= TASK TO CARRY OUT =
In the listing below, the lines starting with the line with "fn fmt(&self, f: &mut" and going on through the line with "None => Err(ExtractError::TypeMismatch" are to be reproduced exactly, and only those.

= EXERCISE MATERIALS =
^^^^
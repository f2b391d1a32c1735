//! Byte spans into script text.

use std::fmt;

/// A half-open byte range `[start, end)` into a script.
///
/// Both ends always fall on `char` boundaries of the text the span was
/// produced from, so [`Span::slice`] never panics for that text.
#[derive(Debug, Clone, Copy, PartialEq, Eq, Hash, Default)]
pub struct Span {
    pub start: usize,
    pub end: usize,
}

impl Span {
    pub fn new(start: usize, end: usize) -> Self {
        debug_assert!(start <= end, "span start {start} past end {end}");
        Span { start, end }
    }

    pub fn len(&self) -> usize {
        self.end - self.start
    }

    pub fn is_empty(&self) -> bool {
        self.start == self.end
    }

    /// The text this span covers.
    pub fn slice<'t>(&self, text: &'t str) -> &'t str {
        &text[self.start..self.end]
    }
}

impl fmt::Display for Span {
    fn fmt(&self, f: &mut fmt::Formatter<'_>) -> fmt::Result {
        write!(f, "{}..{}", self.start, self.end)
    }
}

// ── Tests ─────────────────────────────────────────────────────────────────────
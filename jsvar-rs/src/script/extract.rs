//! Extraction entry points: locate, decode, then check the kind.

use super::decode::decode;
use super::error::{ExtractError, ExtractResult};
use super::literal::extract;
use super::request::ExtractionRequest;
use super::value::{Kind, LiteralValue};

/// Run `request` against `text` as given; comments are not stripped here.
///
/// - no such occurrence: [`ExtractError::NotFound`], even when a default is
///   set;
/// - literal fails to decode: [`ExtractError::Decode`];
/// - decoded kind differs from `expected_kind`: the default if one is set,
///   otherwise [`ExtractError::TypeMismatch`].
pub fn get_literal(text: &str, request: &ExtractionRequest) -> ExtractResult<LiteralValue> {
    let raw = extract(text, request)?;
    let value = decode(&raw).map_err(|source| ExtractError::Decode {
        target: request.target(),
        source,
    })?;

    match request.expected_kind {
        Some(expected) if value.kind() != expected => match &request.default {
            Some(default) => {
                tracing::debug!(target_name = %request.locator(), %expected, found = %value.kind(), "kind mismatch, using default");
                Ok(default.clone())
            }
            None => Err(ExtractError::TypeMismatch {
                target: request.target(),
                expected,
                found: value.kind(),
            }),
        },
        _ => {
            tracing::debug!(target_name = %request.locator(), occurrence = request.occurrence, kind = %value.kind(), "extracted");
            Ok(value)
        }
    }
}

/// Extract occurrence `occurrence` of the assignment to `name`.
///
/// Shorthand for building an [`ExtractionRequest`] and calling
/// [`get_literal`]; an invalid `name` is a
/// [`ExtractError::ConflictingRequest`].
pub fn extract_variable(
    text: &str,
    name: &str,
    occurrence: usize,
    expected_kind: Option<Kind>,
    default: Option<LiteralValue>,
) -> ExtractResult<LiteralValue> {
    let request = ExtractionRequest::builder()
        .variable(name)
        .nth(occurrence)
        .expect_opt(expected_kind)
        .default_opt(default)
        .build()?;
    get_literal(text, &request)
}

// ── Tests ─────────────────────────────────────────────────────────────────────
^^^^
= RESPONSE BELOW =
    fn fmt(&self, f: &mut fmt::Formatter<'_>) -> fmt::Result {
        write!(f, "{}..{}", self.start, self.end)
    }
}

// ── Tests ─────────────────────────────────────────────────────────────────────
filename jsvar-rs/src/script/extract.rs
//! Extraction entry points: locate, decode, then check the kind.

use super::decode::decode;
use super::error::{ExtractError, ExtractResult};
use super::literal::extract;
use super::request::ExtractionRequest;
use super::value::{Kind, LiteralValue};

/// Run `request` against `text` as given; comments are not stripped here.
///
/// - no such occurrence: [`ExtractError::NotFound`], even when a default is
///   set;
/// - literal fails to decode: [`ExtractError::Decode`];
/// - decoded kind differs from `expected_kind`: the default if one is set,
///   otherwise [`ExtractError::TypeMismatch`].
pub fn get_literal(text: &str, request: &ExtractionRequest) -> ExtractResult<LiteralValue> {
    let raw = extract(text, request)?;
    let value = decode(&raw).map_err(|source| ExtractError::Decode {
        target: request.target(),
        source,
    })?;

    match request.expected_kind {
        Some(expected) if value.kind() != expected => match &request.default {
            Some(default) => {
                tracing::debug!(target_name = %request.locator(), %expected, found = %value.kind(), "kind mismatch, using default");
                Ok(default.clone())
            }
            None => Err(ExtractError::TypeMismatch {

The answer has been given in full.